Es mag daher zu den ernüchternderen Aspekten von Stückls Reformwerk zählen, dass es einem Moribunden mit allerlei Schönheitspflästerchen und moralphilosophischen Tinkturen zu Leibe rückt - vor der Schmockerei aus Hofmannsthals spätkatholischer Dramenanstalt aber sozusagen klein und versagensängstlich beigibt.
Stückls pfundige Idee, Gott den Herrn zu einem von fern jüdisch wirkenden Bettelmönchlein (Peter Fitz) herunterzukürzen, lebt von derselben gebremst aufklärerischen Debattierlust, mit der die altrosa Buhlschaft (Veronica Ferres) entgegen dem Urtext Jedermanns Katzenjammer fast bis zu seiner Entsühnung beiwohnt.

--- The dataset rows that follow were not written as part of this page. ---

//! The closed set of elements the document parser distinguishes.

use std::str::FromStr;

use strum_macros::{Display, EnumString};

use crate::block::HeadingLevel;

/// Every tag name the parse rules treat specially.
///
/// Parsing a tag name never fails: anything unknown is [`ElementKind::Other`]
/// and is walked through transparently.
///
/// ```
/// use folio_document::ElementKind;
///
/// assert_eq!(ElementKind::from_tag("B"), ElementKind::Strong);
/// assert_eq!(ElementKind::from_tag("section"), ElementKind::Container);
/// assert_eq!(ElementKind::from_tag("marquee"), ElementKind::Other);
/// ```
#[derive(Debug, Clone, Copy, PartialEq, Eq, Hash, Display, EnumString)]
#[strum(ascii_case_insensitive, serialize_all = "lowercase")]
pub enum ElementKind {
    /// `<p>`
    P,
    /// `<h1>`
    H1,
    /// `<h2>`
    H2,
    /// `<h3>`
    H3,
    /// `<h4>`
    H4,
    /// `<h5>`
    H5,
    /// `<h6>`
    H6,
    /// `<ul>`
    Ul,
    /// `<ol>`
    Ol,
    /// `<li>`
    Li,
    /// `<blockquote>`
    Blockquote,
    /// `<pre>`
    Pre,
    /// `<code>` and the other monospace phrase elements.
    #[strum(to_string = "code", serialize = "kbd", serialize = "samp", serialize = "tt")]
    Code,
    /// `<img>`
    Img,
    /// `<a>`
    A,
    /// `<br>`
    Br,
    /// `<hr>`
    Hr,
    /// `<strong>` or `<b>`
    #[strum(to_string = "strong", serialize = "b")]
    Strong,
    /// `<em>` or `<i>`
    #[strum(to_string = "em", serialize = "i")]
    Em,
    /// Sectioning and grouping elements that only hold other content.
    #[strum(
        to_string = "div",
        serialize = "section",
        serialize = "article",
        serialize = "main",
        serialize = "header",
        serialize = "footer",
        serialize = "aside",
        serialize = "nav",
        serialize = "figure",
        serialize = "figcaption",
        serialize = "center",
        serialize = "address",
        serialize = "dl",
        serialize = "dt",
        serialize = "dd",
        serialize = "table",
        serialize = "caption",
        serialize = "thead",
        serialize = "tbody",
        serialize = "tfoot",
        serialize = "tr",
        serialize = "td",
        serialize = "th",
        serialize = "form",
        serialize = "fieldset",
        serialize = "details",
        serialize = "summary"
    )]
    Container,
    /// Elements whose content is never shown as document text.
    #[strum(
        to_string = "script",
        serialize = "head",
        serialize = "title",
        serialize = "style",
        serialize = "template",
        serialize = "noscript",
        serialize = "iframe",
        serialize = "object",
        serialize = "svg",
        serialize = "meta",
        serialize = "link"
    )]
    Stripped,
    /// Any other element: transparent.
    Other,
}

impl ElementKind {
    /// Classify a tag name.
    #[must_use]
    pub fn from_tag(tag_name: &str) -> Self {
        Self::from_str(tag_name).unwrap_or(Self::Other)
    }

    /// The heading level for `h1`..`h6`.
    #[must_use]
    pub const fn heading_level(self) -> Option<HeadingLevel> {
        let level = match self {
            Self::H1 => 1,
            Self::H2 => 2,
            Self::H3 => 3,
            Self::H4 => 4,
            Self::H5 => 5,
            Self::H6 => 6,
            _ => return None,
        };
        HeadingLevel::new(level)
    }

    /// Elements that start a new line of content.
    ///
    /// A container holding one of these is walked child by child instead of
    /// being read as one paragraph.
    #[must_use]
    pub const fn is_block(self) -> bool {
        matches!(
            self,
            Self::P
                | Self::H1
                | Self::H2
                | Self::H3
                | Self::H4
                | Self::H5
                | Self::H6
                | Self::Ul
                | Self::Ol
                | Self::Li
                | Self::Blockquote
                | Self::Pre
                | Self::Hr
                | Self::Container
        )
    }
}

Liegt es am nunmehr um 20.30 Uhr herabfallenden Samtmantel der Nacht, dass Simonischek, dieser hochmoderne, seine Heldengestalt von innen her zersetzende und abwetzende Kraftschauspieler, von Anfang an gereizt wirkt? Als überfiele ihn in Gesellschaft der Knittelversaufsager das eine oder andere Zipperlein; als müsse man angesichts der zanklustigen Queen Mum als Betmutter (Jennifer Minetti) schier am üppigen Leben verzweifeln. Als wäre auch noch das Sterben eine Dienstleistung am eigenen Nimbus des Kraftlackels als hinfälliger Mann.